Some various methods have been proposed on this task. Wen-Yen Wu et al.  introduced the development of an automated visual inspection system for PCB. It utilized an elimination-subtraction method which directly subtracts the template image from the inspected image, and then conducts an elimination procedure to locate defects in the PCB. Each detected defect is classified by three indices: the type of object detected, the difference in object numbers, and the difference in background numbers between the inspected image and the template. LI Zheng-ming et al.  also used digital image processing technology based reference method to classify the defects by getting the number of connected regions, euler numbers, area of defects of the template and inspected image respectively. The result of experiment showd that the method can achieve automatic real-time detection. Vikas Chaudhary et al.  listed 14 kinds of defects that belong two types: positive, negative, and segmented the image into 3 parts: wiring tracks, soldering pads and holes. Each defect can be classified by comparing pixels, number of connected components in the corresponding part. Shashi Kumar et al.  proposed a non-referential based approach in consideration of the difficulties in registration. In his work, inspected image was segmented into copper and non-copper parts to analyze separately, and a 3D color histogram was utilized to capture the global color distribution. The effectiveness of this model is evaluated on real data from PCB manufacturing industry and accuracy is compared with previously proposed non-referential approaches. Rudi Heriansyah et al.  introduced a new technique that is to classify the defects using neural network paradigm. Various defective patterns representing corresponding defect types were designed and thousands of defective patterns had been used for training and testing. The result showed the effectiveness of defect classification technology based on neural network.

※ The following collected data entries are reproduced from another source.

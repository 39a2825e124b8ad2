//! Reclassifies matching delete/add pairs as moves.
//!
//! Deleted paths are bucketed by their old digest and added paths by their
//! new digest. Within a digest shared by both sides, paths are paired in
//! lexicographic order up to the shorter list's length. A pair becomes a
//! move only if its metadata passes [`MovePolicy::compatible`]; a rejected
//! pair stays a plain delete plus a plain add.

use crate::record::{FileRecord, Snapshot};
use serde::{Deserialize, Serialize};
use std::collections::{BTreeMap, HashSet};

#[derive(Debug, Clone, PartialEq, Eq, PartialOrd, Ord, Hash, Serialize, Deserialize)]
pub struct Move {
    pub from: String,
    pub to: String,
}

/// Metadata guard applied on top of digest equality.
#[derive(Debug, Clone, Copy, PartialEq, Serialize, Deserialize)]
pub struct MovePolicy {
    /// Pairs whose mtimes differ by this many seconds or more are rejected.
    pub mtime_window_secs: f64,
    pub require_same_size: bool,
}

impl Default for MovePolicy {
    fn default() -> Self {
        Self {
            mtime_window_secs: 2.0,
            require_same_size: true,
        }
    }
}

impl MovePolicy {
    pub fn with_window(mtime_window_secs: f64) -> Self {
        Self {
            mtime_window_secs,
            ..Self::default()
        }
    }

    pub fn compatible(&self, old: &FileRecord, new: &FileRecord) -> bool {
        if self.require_same_size && old.size != new.size {
            return false;
        }
        (old.mtime - new.mtime).abs() < self.mtime_window_secs
    }
}

#[derive(Debug, Clone, Default, PartialEq)]
pub struct MoveDetection {
    pub moves: Vec<Move>,
    /// Added paths that were not paired.
    pub added: Vec<String>,
    /// Deleted paths that were not paired.
    pub deleted: Vec<String>,
}

pub fn detect_moves(
    added: &[String],
    deleted: &[String],
    old: &Snapshot,
    new: &Snapshot,
    policy: &MovePolicy,
) -> MoveDetection {
    let deleted_by_digest = bucket(deleted, old);
    let added_by_digest = bucket(added, new);

    let mut moves = Vec::new();
    for (digest, gone) in &deleted_by_digest {
        let Some(arrived) = added_by_digest.get(digest) else {
            continue;
        };
        for ((from, old_rec), (to, new_rec)) in gone.iter().zip(arrived.iter()) {
            if policy.compatible(old_rec, new_rec) {
                moves.push(Move {
                    from: (*from).to_string(),
                    to: (*to).to_string(),
                });
            }
        }
    }
    moves.sort();

    let moved_from: HashSet<&str> = moves.iter().map(|m| m.from.as_str()).collect();
    let moved_to: HashSet<&str> = moves.iter().map(|m| m.to.as_str()).collect();

    let mut remaining_added: Vec<String> = added
        .iter()
        .filter(|p| !moved_to.contains(p.as_str()))
        .cloned()
        .collect();
    let mut remaining_deleted: Vec<String> = deleted
        .iter()
        .filter(|p| !moved_from.contains(p.as_str()))
        .cloned()
        .collect();
    remaining_added.sort();
    remaining_deleted.sort();

    MoveDetection {
        moves,
        added: remaining_added,
        deleted: remaining_deleted,
    }
}

/// digest → (path, record), paths sorted within each bucket.
fn bucket<'a>(
    paths: &'a [String],
    snapshot: &'a Snapshot,
) -> BTreeMap<&'a str, Vec<(&'a str, &'a FileRecord)>> {
    let mut buckets: BTreeMap<&str, Vec<(&str, &FileRecord)>> = BTreeMap::new();
    for path in paths {
        if let Some(rec) = snapshot.get(path) {
            buckets
                .entry(rec.digest.as_str())
                .or_default()
                .push((path.as_str(), rec));
        }
    }
    for list in buckets.values_mut() {
        list.sort_by(|a, b| a.0.cmp(b.0));
    }
    buckets
}

#[cfg(test)]
mod tests {
    use super::*;

    fn snap(entries: &[(&str, &str, u64, f64)]) -> Snapshot {
        entries
            .iter()
            .map(|(p, d, size, mtime)| (p.to_string(), FileRecord::new(*d, *mtime, *size)))
            .collect()
    }

    fn strings(v: &[&str]) -> Vec<String> {
        v.iter().map(|s| s.to_string()).collect()
    }

    #[test]
    fn pairs_same_digest_within_window() {
        let old = snap(&[("/a", "D", 10, 100.0)]);
        let new = snap(&[("/b", "D", 10, 101.0)]);
        let out = detect_moves(&strings(&["/b"]), &strings(&["/a"]), &old, &new, &MovePolicy::default());
        assert_eq!(
            out.moves,
            vec![Move {
                from: "/a".into(),
                to: "/b".into()
            }]
        );
        assert!(out.added.is_empty());
        assert!(out.deleted.is_empty());
    }

    #[test]
    fn window_is_exclusive() {
        let old = snap(&[("/a", "D", 10, 100.0)]);
        let new = snap(&[("/b", "D", 10, 102.0)]);
        let out = detect_moves(&strings(&["/b"]), &strings(&["/a"]), &old, &new, &MovePolicy::default());
        assert!(out.moves.is_empty());
        assert_eq!(out.added, strings(&["/b"]));
        assert_eq!(out.deleted, strings(&["/a"]));
    }

    #[test]
    fn size_mismatch_rejects_pair() {
        let old = snap(&[("/a", "D", 10, 100.0)]);
        let new = snap(&[("/b", "D", 11, 100.0)]);
        let out = detect_moves(&strings(&["/b"]), &strings(&["/a"]), &old, &new, &MovePolicy::default());
        assert!(out.moves.is_empty());

        let lenient = MovePolicy {
            require_same_size: false,
            ..MovePolicy::default()
        };
        let out = detect_moves(&strings(&["/b"]), &strings(&["/a"]), &old, &new, &lenient);
        assert_eq!(out.moves.len(), 1);
    }

    #[test]
    fn wider_window_accepts_older_copies() {
        let old = snap(&[("/a", "D", 10, 100.0)]);
        let new = snap(&[("/b", "D", 10, 160.0)]);
        let out = detect_moves(
            &strings(&["/b"]),
            &strings(&["/a"]),
            &old,
            &new,
            &MovePolicy::with_window(120.0),
        );
        assert_eq!(out.moves.len(), 1);
    }

    #[test]
    fn duplicates_pair_in_sorted_order_and_excess_stays() {
        let old = snap(&[
            ("/old/3", "D", 4, 1.0),
            ("/old/1", "D", 4, 1.0),
            ("/old/2", "D", 4, 1.0),
        ]);
        let new = snap(&[("/new/b", "D", 4, 1.0), ("/new/a", "D", 4, 1.0)]);
        // input order deliberately unsorted
        let out = detect_moves(
            &strings(&["/new/b", "/new/a"]),
            &strings(&["/old/3", "/old/1", "/old/2"]),
            &old,
            &new,
            &MovePolicy::default(),
        );
        assert_eq!(
            out.moves,
            vec![
                Move { from: "/old/1".into(), to: "/new/a".into() },
                Move { from: "/old/2".into(), to: "/new/b".into() },
            ]
        );
        assert!(out.added.is_empty());
        assert_eq!(out.deleted, strings(&["/old/3"]));
    }

    #[test]
    fn unrelated_digests_never_pair() {
        let old = snap(&[("/a", "D1", 4, 1.0)]);
        let new = snap(&[("/b", "D2", 4, 1.0)]);
        let out = detect_moves(&strings(&["/b"]), &strings(&["/a"]), &old, &new, &MovePolicy::default());
        assert!(out.moves.is_empty());
        assert_eq!(out.added, strings(&["/b"]));
        assert_eq!(out.deleted, strings(&["/a"]));
    }
}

Because of the intuitiveness, simpleness, and the development of computer hardware and algorithms, reference comparison method is used to inspect defects in our approach. In addition, convolutional neural network highlights outstanding performance in computer vision tasks, like classification, object detection, segmentation, etc. Therefore, in the defect classification task, we do not search the features of the image, instead, we introduce an end-to-end neural network to classify the inspected defect regions. The experimental results prove its effectiveness. The flow chart of the whole experiment process is shown in Figure1.
Before our work, there are some public datasets on Printed circuit board assembly (PCBA)  which is a kind of board after all the components and parts have been soldered and installed on the PCB and can accomplish the electronic function it was designed for. Inspection of PCBA is for the purpose of recycling when the PCBA is eliminated, however, it is not appropriate for us to use these PCBA datasets because our target is naked PCB that has no components. In this paper, we present a synthesized dataset that consists of 1386 naked PCB images. Half of them are in right orientation as templates with different defects and other half are manually rotated to simulate the situation when PCBs are not correctly placed. All the images originate from 10 standard template boards which are checked by human. Each PCB has 3 to 5 defects and we provide corresponding bounding box for every defect. Rotation information are also provided for PCBs rotated. Many PCB-related methods on detection, classification and registration problems can be conducted on this dataset, and various methods can be compared as well. The dataset is free available online111www.baidu.com .
The paper is organized as follows, section I introduces the backgrounds of PCB dataset and main stream methods on defects detection and classification. section II details the procedure of image acquisition, labeling and defect statistics. Our reference comparison based method and the detection part is given in section III. section IV presents convolutional neural network based model that we use to classify defects and the experiment results. Conclusions is shown in section V.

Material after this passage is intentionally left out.